From five large mother colonies of the ant Camponotus cruentatus (Latreille 1802) (collected in Rochefort du Gard, France, September 2016), we created 10 subcolonies of 25 randomly picked individuals, kept in a plastic box (175×125×50 mm) containing a circular nest (95×6 mm), with access to water and sucrose solution (0.3 mol l⁻¹). All subcolonies were maintained in a controlled environment, with a temperature of 21±1°C, a relative humidity of 60±5% and a constant 12 h/12 h photoperiod. Ants were individually labelled with an Aruco tag (https://sites.google.com/site/usetrackerac/) allowing automatic identification of ants. Each tag was attached to the abdomen, had a side length of 1.25 mm and weighed less than 1% of the average mass of the ant. After 5 days of starvation, ants had access to a 0.1 mol l⁻¹ (low concentration) or 1 mol l⁻¹ (high concentration) sucrose solution feeder placed 40 mm from the nest entrance (Fig. S1A) and were filmed for a period of 120 min. Each colony was randomly tested three times at low and high concentration (N=60), with a 5 day break between the two trials.

Experiments were filmed using Panasonic GH4 cameras at a resolution of 4K. Based on snapshots taken every 4 min, in each experiment, we manually counted the number of trophallactic events. Using this footage, trophallactic events and the respective role of both partners (donor or receiver), were identified on the basis of body posture and the mandible position (Cassill and Tschinkel, 1999a; Greenwald et al., 2015; see also Fig. S1B). A Mann–Whitney U-test (MW) and a Kolmogorov–Smirnov test (KS) were respectively used to compare the total (Fig. 1A) and the temporal cumulative number of trophallactic events (Fig. 1B) between all experiments at high versus low food source concentration.
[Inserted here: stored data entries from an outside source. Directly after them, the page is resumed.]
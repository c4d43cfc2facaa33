//! Image uploads.

use reqwest::Method;
use reqwest::multipart::{Form, Part};
use serde::Deserialize;
use serde_json::Value;
use shapeshift_core::{Image, ImageRef};
use tracing::instrument;

use super::{ApiClient, ApiError};

/// A file to upload.
#[derive(Debug, Clone, PartialEq, Eq)]
pub struct UploadFile {
    pub file_name: String,
    pub content_type: Option<String>,
    pub bytes: Vec<u8>,
}

/// One stored upload, flattened from the service's per-file result.
#[derive(Debug, Clone, Default, PartialEq, Eq, serde::Serialize)]
#[serde(rename_all = "camelCase")]
pub struct UploadedImage {
    pub detail_url: Option<String>,
    pub thumb_url: Option<String>,
    pub filename: Option<String>,
    pub original_name: Option<String>,
    /// Whether the service matched an earlier upload instead of storing anew.
    pub reused: bool,
}

impl UploadedImage {
    /// The image to attach to a product or category.
    #[must_use]
    pub fn to_image(&self) -> Image {
        Image::uploaded(self.detail_url.clone(), self.thumb_url.clone())
    }
}

#[derive(Debug, Default, Deserialize)]
#[serde(rename_all = "camelCase")]
struct UploadResult {
    #[serde(default)]
    original_name: Option<String>,
    #[serde(default)]
    filename: Option<String>,
    #[serde(default)]
    detail: Option<ImageRef>,
    #[serde(default)]
    thumb: Option<ImageRef>,
    /// Older deployments return a single `url`.
    #[serde(default)]
    url: Option<String>,
}

impl From<UploadResult> for UploadedImage {
    fn from(r: UploadResult) -> Self {
        let detail = r.detail.unwrap_or_default();
        let thumb = r.thumb.unwrap_or_default();
        Self {
            detail_url: detail.url.clone().or(r.url),
            thumb_url: thumb.url.clone(),
            filename: detail
                .filename
                .clone()
                .or_else(|| thumb.filename.clone())
                .or(r.filename),
            original_name: r.original_name,
            reused: detail.reused.unwrap_or(false) || thumb.reused.unwrap_or(false),
        }
    }
}

/// Read `results` from an upload response; anything else is an empty list.
fn parse_results(response: &Value) -> Vec<UploadedImage> {
    response
        .get("results")
        .and_then(Value::as_array)
        .map(|items| {
            items
                .iter()
                .map(|item| {
                    serde_json::from_value::<UploadResult>(item.clone()).unwrap_or_else(|e| {
                        tracing::warn!(error = %e, "Unrecognised upload result");
                        UploadResult::default()
                    })
                })
                .map(UploadedImage::from)
                .collect()
        })
        .unwrap_or_default()
}

impl ApiClient {
    /// Upload files as multipart field `images`.
    ///
    /// # Errors
    ///
    /// Returns an error if a content type is invalid or the request fails.
    #[instrument(skip(self, files), fields(count = files.len()))]
    pub async fn upload_files(&self, files: Vec<UploadFile>) -> Result<Vec<UploadedImage>, ApiError> {
        let mut form = Form::new();
        for file in files {
            let mut part = Part::bytes(file.bytes).file_name(file.file_name);
            if let Some(content_type) = &file.content_type {
                part = part.mime_str(content_type)?;
            }
            form = form.part("images", part);
        }

        let url = self.url(&["uploads"])?;
        let response = Self::send(self.request(Method::POST, url, true).multipart(form)).await?;
        Ok(parse_results(&response))
    }
}

#[cfg(test)]
mod tests {
    use serde_json::json;

    use super::*;

    #[test]
    fn test_parse_structured_and_legacy_results() {
        let response = json!({"results": [
            {
                "ok": true,
                "originalName": "whey.png",
                "detail": {"filename": "d-1.webp", "url": "https://cdn/d-1.webp", "reused": true},
                "thumb": {"filename": "t-1.webp", "url": "https://cdn/t-1.webp"}
            },
            {"ok": true, "filename": "old.jpg", "url": "https://cdn/old.jpg"}
        ]});

        let results = parse_results(&response);
        assert_eq!(
            results,
            vec![
                UploadedImage {
                    detail_url: Some("https://cdn/d-1.webp".into()),
                    thumb_url: Some("https://cdn/t-1.webp".into()),
                    filename: Some("d-1.webp".into()),
                    original_name: Some("whey.png".into()),
                    reused: true,
                },
                UploadedImage {
                    detail_url: Some("https://cdn/old.jpg".into()),
                    filename: Some("old.jpg".into()),
                    ..UploadedImage::default()
                },
            ]
        );
    }

    #[test]
    fn test_missing_results_is_empty() {
        assert!(parse_results(&json!({"data": []})).is_empty());
        assert!(parse_results(&Value::Null).is_empty());
    }

    #[test]
    fn test_to_image_resolves_detail() {
        let uploaded = UploadedImage {
            detail_url: Some("d.webp".into()),
            thumb_url: Some("t.webp".into()),
            ..UploadedImage::default()
        };
        let image = uploaded.to_image();
        assert_eq!(image.display_url(), Some("d.webp"));
        assert_eq!(image.thumb_url(), Some("t.webp"));
    }
}
//! Checkout by messaging handoff.
//!
//! There is no payment step. The cart and a confirmed delivery address are
//! rendered into a plain-text order message, and the shopper is sent to a
//! chat deep link (`https://wa.me/<phone>?text=<message>`) to finish the
//! order with the store by hand.

use std::sync::{Arc, Mutex, PoisonError};

use serde::Serialize;
use shapeshift_core::{Address, Price, PriceFormatter};
use url::Url;

use crate::address::AddressBook;
use crate::cart::{CartLineItem, CartStore};

/// Default chat deep-link endpoint.
pub const DEFAULT_ENDPOINT: &str = "https://wa.me";

/// Default store phone number (international format, digits only).
pub const DEFAULT_PHONE: &str = "918975944936";

/// Default store name used in the message header.
pub const DEFAULT_STORE_NAME: &str = "ShapeShift Store";

/// Errors that can occur during checkout.
#[derive(Debug, thiserror::Error)]
pub enum CheckoutError {
    /// Checkout was attempted with nothing in the cart.
    #[error("Your cart is empty!")]
    EmptyCart,

    /// The configured endpoint and phone do not form a valid URL.
    #[error("invalid handoff URL: {0}")]
    InvalidHandoffUrl(#[from] url::ParseError),
}

/// Where and how order messages are sent.
#[derive(Debug, Clone, PartialEq, Eq)]
pub struct CheckoutSettings {
    /// Shown in the message header.
    pub store_name: String,
    /// Deep-link base, e.g. `https://wa.me`.
    pub endpoint: String,
    /// Store phone number the chat is opened with.
    pub phone: String,
    /// Channel name used in the success notification.
    pub channel_name: String,
}

impl Default for CheckoutSettings {
    fn default() -> Self {
        Self {
            store_name: DEFAULT_STORE_NAME.to_owned(),
            endpoint: DEFAULT_ENDPOINT.to_owned(),
            phone: DEFAULT_PHONE.to_owned(),
            channel_name: "WhatsApp".to_owned(),
        }
    }
}

/// A composed order message.
#[derive(Debug, Clone, PartialEq, Eq, Serialize)]
pub struct OrderMessage {
    text: String,
}

impl OrderMessage {
    /// The message as the recipient will read it.
    #[must_use]
    pub fn text(&self) -> &str {
        &self.text
    }

    /// Percent-encoded form, safe for a query parameter.
    #[must_use]
    pub fn encoded(&self) -> String {
        urlencoding::encode(&self.text).into_owned()
    }

    /// `<endpoint>/<phone>?text=<encoded message>`.
    ///
    /// # Errors
    ///
    /// Returns [`CheckoutError::InvalidHandoffUrl`] if the result does not parse.
    pub fn handoff_url(&self, endpoint: &str, phone: &str) -> Result<Url, CheckoutError> {
        let endpoint = endpoint.trim_end_matches('/');
        let raw = format!("{endpoint}/{phone}?text={}", self.encoded());
        Ok(Url::parse(&raw)?)
    }
}

/// Renders cart contents and an address into an [`OrderMessage`].
#[derive(Clone)]
pub struct CheckoutComposer {
    settings: CheckoutSettings,
    formatter: Arc<dyn PriceFormatter>,
}

impl std::fmt::Debug for CheckoutComposer {
    fn fmt(&self, f: &mut std::fmt::Formatter<'_>) -> std::fmt::Result {
        f.debug_struct("CheckoutComposer")
            .field("settings", &self.settings)
            .finish_non_exhaustive()
    }
}

impl CheckoutComposer {
    pub fn new(settings: CheckoutSettings, formatter: Arc<dyn PriceFormatter>) -> Self {
        Self {
            settings,
            formatter,
        }
    }

    #[must_use]
    pub const fn settings(&self) -> &CheckoutSettings {
        &self.settings
    }

    /// One line per item in the given order, then the total and the address
    /// block.
    #[must_use]
    pub fn compose<'a>(
        &self,
        items: impl IntoIterator<Item = &'a CartLineItem>,
        address: &Address,
    ) -> OrderMessage {
        let items: Vec<&CartLineItem> = items.into_iter().collect();
        let total: Price = items.iter().map(|item| item.line_total()).sum();
        let lines: Vec<String> = items
            .iter()
            .map(|item| {
                format!(
                    "• {} ({}) x{} - {}",
                    item.product.name,
                    item.product.variant_label(),
                    item.quantity,
                    self.formatter.format(item.line_total()),
                )
            })
            .collect();

        let text = format!(
            "🛒 *New Order from {store}*\n\n\
             *Order Details:*\n{lines}\n\n\
             *Total Amount:* {total}\n\n\
             *Delivery Address:*\n{block}\n\n\
             Please confirm my order. Thank you!",
            store = self.settings.store_name,
            lines = lines.join("\n"),
            total = self.formatter.format(total),
            block = address.block(),
        );
        OrderMessage { text }
    }

    /// Compose and build the handoff URL with the configured endpoint.
    ///
    /// # Errors
    ///
    /// Returns [`CheckoutError::InvalidHandoffUrl`] for a bad endpoint.
    pub fn handoff_url<'a>(
        &self,
        items: impl IntoIterator<Item = &'a CartLineItem>,
        address: &Address,
    ) -> Result<Url, CheckoutError> {
        self.compose(items, address)
            .handoff_url(&self.settings.endpoint, &self.settings.phone)
    }
}

// =============================================================================
// Side-effect seams
// =============================================================================

/// Severity of a user-facing notification.
#[derive(Debug, Clone, Copy, PartialEq, Eq, Serialize)]
#[serde(rename_all = "lowercase")]
pub enum NotificationLevel {
    Success,
    Error,
    Info,
}

/// A user-facing notification (toast).
#[derive(Debug, Clone, PartialEq, Eq, Serialize)]
pub struct Notification {
    pub level: NotificationLevel,
    pub message: String,
}

impl Notification {
    pub fn success(message: impl Into<String>) -> Self {
        Self {
            level: NotificationLevel::Success,
            message: message.into(),
        }
    }

    pub fn error(message: impl Into<String>) -> Self {
        Self {
            level: NotificationLevel::Error,
            message: message.into(),
        }
    }

    pub fn info(message: impl Into<String>) -> Self {
        Self {
            level: NotificationLevel::Info,
            message: message.into(),
        }
    }
}

/// Shows notifications to the shopper.
pub trait Notifier: Send + Sync {
    fn notify(&self, notification: Notification);
}

/// Opens the handoff URL. Dispatch is fire-and-forget.
pub trait HandoffChannel: Send + Sync {
    fn dispatch(&self, url: &Url);
}

/// A [`Notifier`] that collects notifications in memory.
#[derive(Debug, Default)]
pub struct NotificationLog {
    entries: Mutex<Vec<Notification>>,
}

impl NotificationLog {
    #[must_use]
    pub fn new() -> Self {
        Self::default()
    }

    /// Drain everything collected so far.
    pub fn take(&self) -> Vec<Notification> {
        std::mem::take(&mut *self.entries.lock().unwrap_or_else(PoisonError::into_inner))
    }
}

impl Notifier for NotificationLog {
    fn notify(&self, notification: Notification) {
        tracing::debug!(level = ?notification.level, message = %notification.message, "Notification");
        self.entries
            .lock()
            .unwrap_or_else(PoisonError::into_inner)
            .push(notification);
    }
}

/// A [`HandoffChannel`] that records URLs instead of opening them.
#[derive(Debug, Default)]
pub struct RecordedHandoff {
    urls: Mutex<Vec<Url>>,
}

impl RecordedHandoff {
    #[must_use]
    pub fn new() -> Self {
        Self::default()
    }

    /// The most recently dispatched URL.
    pub fn last(&self) -> Option<Url> {
        self.urls
            .lock()
            .unwrap_or_else(PoisonError::into_inner)
            .last()
            .cloned()
    }

    /// Number of dispatches so far.
    pub fn count(&self) -> usize {
        self.urls.lock().unwrap_or_else(PoisonError::into_inner).len()
    }
}

impl HandoffChannel for RecordedHandoff {
    fn dispatch(&self, url: &Url) {
        tracing::info!(url = %url, "Dispatching order handoff");
        self.urls
            .lock()
            .unwrap_or_else(PoisonError::into_inner)
            .push(url.clone());
    }
}

/// A [`HandoffChannel`] for servers: the shopper's client opens the URL, so
/// dispatch only logs it.
#[derive(Debug, Default, Clone, Copy)]
pub struct LoggedHandoff;

impl HandoffChannel for LoggedHandoff {
    fn dispatch(&self, url: &Url) {
        tracing::info!(host = url.host_str().unwrap_or_default(), "Order handoff ready");
    }
}

// =============================================================================
// Orchestration
// =============================================================================

/// Drives the checkout flow across the cart and address book.
#[derive(Debug, Clone)]
pub struct Checkout {
    composer: CheckoutComposer,
}

impl Checkout {
    #[must_use]
    pub const fn new(composer: CheckoutComposer) -> Self {
        Self { composer }
    }

    #[must_use]
    pub const fn composer(&self) -> &CheckoutComposer {
        &self.composer
    }

    /// Start checkout: open the address dialog for a non-empty cart.
    ///
    /// # Errors
    ///
    /// Returns [`CheckoutError::EmptyCart`] after an error notification when
    /// the cart is empty. The dialog is not opened.
    pub fn begin(
        &self,
        cart: &CartStore,
        book: &mut AddressBook,
        notifier: &dyn Notifier,
    ) -> Result<(), CheckoutError> {
        if cart.is_empty() {
            notifier.notify(Notification::error(CheckoutError::EmptyCart.to_string()));
            return Err(CheckoutError::EmptyCart);
        }
        book.open();
        notifier.notify(Notification::info(
            "Please confirm your delivery address to continue.",
        ));
        Ok(())
    }

    /// Finish checkout with a confirmed address.
    ///
    /// In order: dispatch the handoff, notify success, clear the cart, close
    /// the cart panel. Returns the dispatched URL.
    ///
    /// # Errors
    ///
    /// Returns [`CheckoutError::EmptyCart`] if the cart emptied since
    /// [`begin`](Self::begin), or [`CheckoutError::InvalidHandoffUrl`]. The
    /// cart is untouched in both cases.
    pub fn complete(
        &self,
        cart: &mut CartStore,
        address: &Address,
        channel: &dyn HandoffChannel,
        notifier: &dyn Notifier,
    ) -> Result<Url, CheckoutError> {
        if cart.is_empty() {
            notifier.notify(Notification::error(CheckoutError::EmptyCart.to_string()));
            return Err(CheckoutError::EmptyCart);
        }

        let url = self.composer.handoff_url(cart.items(), address)?;

        channel.dispatch(&url);
        notifier.notify(Notification::success(format!(
            "Opening {} to complete your order!",
            self.composer.settings.channel_name
        )));
        cart.clear_cart();
        cart.set_cart_open(false);

        tracing::info!(address_id = %address.id, "Checkout handed off");
        Ok(url)
    }
}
Additionally, in a sample of four colonies, each tested once at high and low concentration, we recorded the identity of the donor and the receiver of each trophallactic event in the nest based on body posture and the position of the mandibles (Greenwald et al., 2015). The complete trophallaxis network was then built (see Fig. S2). Each node corresponds to one ant having performed at least one trophallactic event. Pairs of distinct nodes were connected with a directed and weighted edge, from the donor to the receiver. We calculated the ‘betweenness’, the closeness, the eigenvector and the clustering coefficient of each node of the network. Betweenness is an estimate of how important an individual ant is for promoting connectivity across the entire colony and is measured by the number of times an individual acts as a bridge along the shortest path between two other ants (Dell et al., 2014). Closeness is based on the shortest paths from an individual to every other individual: the more central an ant is, the lower its total distance from all other ants (Wey et al., 2008). The eigenvector is a value accounting for the centrality of a node's neighbours (Butts, 2008). The clustering coefficient determines the existence of ‘communities’ in a network, such as nodes with many more edges between these nodes than with the others (Saramäki et al., 2007). To test for an effect of food concentration on the structure of the trophallaxis network and on the distribution of the trophallaxis activity, for each metric, we applied a Kruskall–Wallis test (KW) of homogeneity on the N=8 (4×2) experiments (Table 1). If the KW indicated an inhomogeneity (P<0.05), we compared the two distributions (respectively for 0.1 and 1 mol l⁻¹), for each colony, with a MW.

We statistically evaluated the heterogeneity of the distribution of the trophallaxis activity among all the workers of each of N=8 experiments, using the Lorenz curve (Fig. 2; Fig. S3A) and the Gini coefficient (Fig. S3B). The Lorenz curve displays the share of trophallaxis activity (Y-axis) accounted for by X% of workers (sorted by the number of trophallactic events per individual) in the colony. A perfectly equitable distribution of foraging activity would correspond to the line Y=X. The Gini coefficient is known as the ratio between the area below the experimental Lorenz curve and the triangular area below the perfect equality case Y=X, and provides a measure of the degree of inequality in the distribution of trophallaxis activity, ranging from 0 (perfect equality) to 1 (perfect inequality).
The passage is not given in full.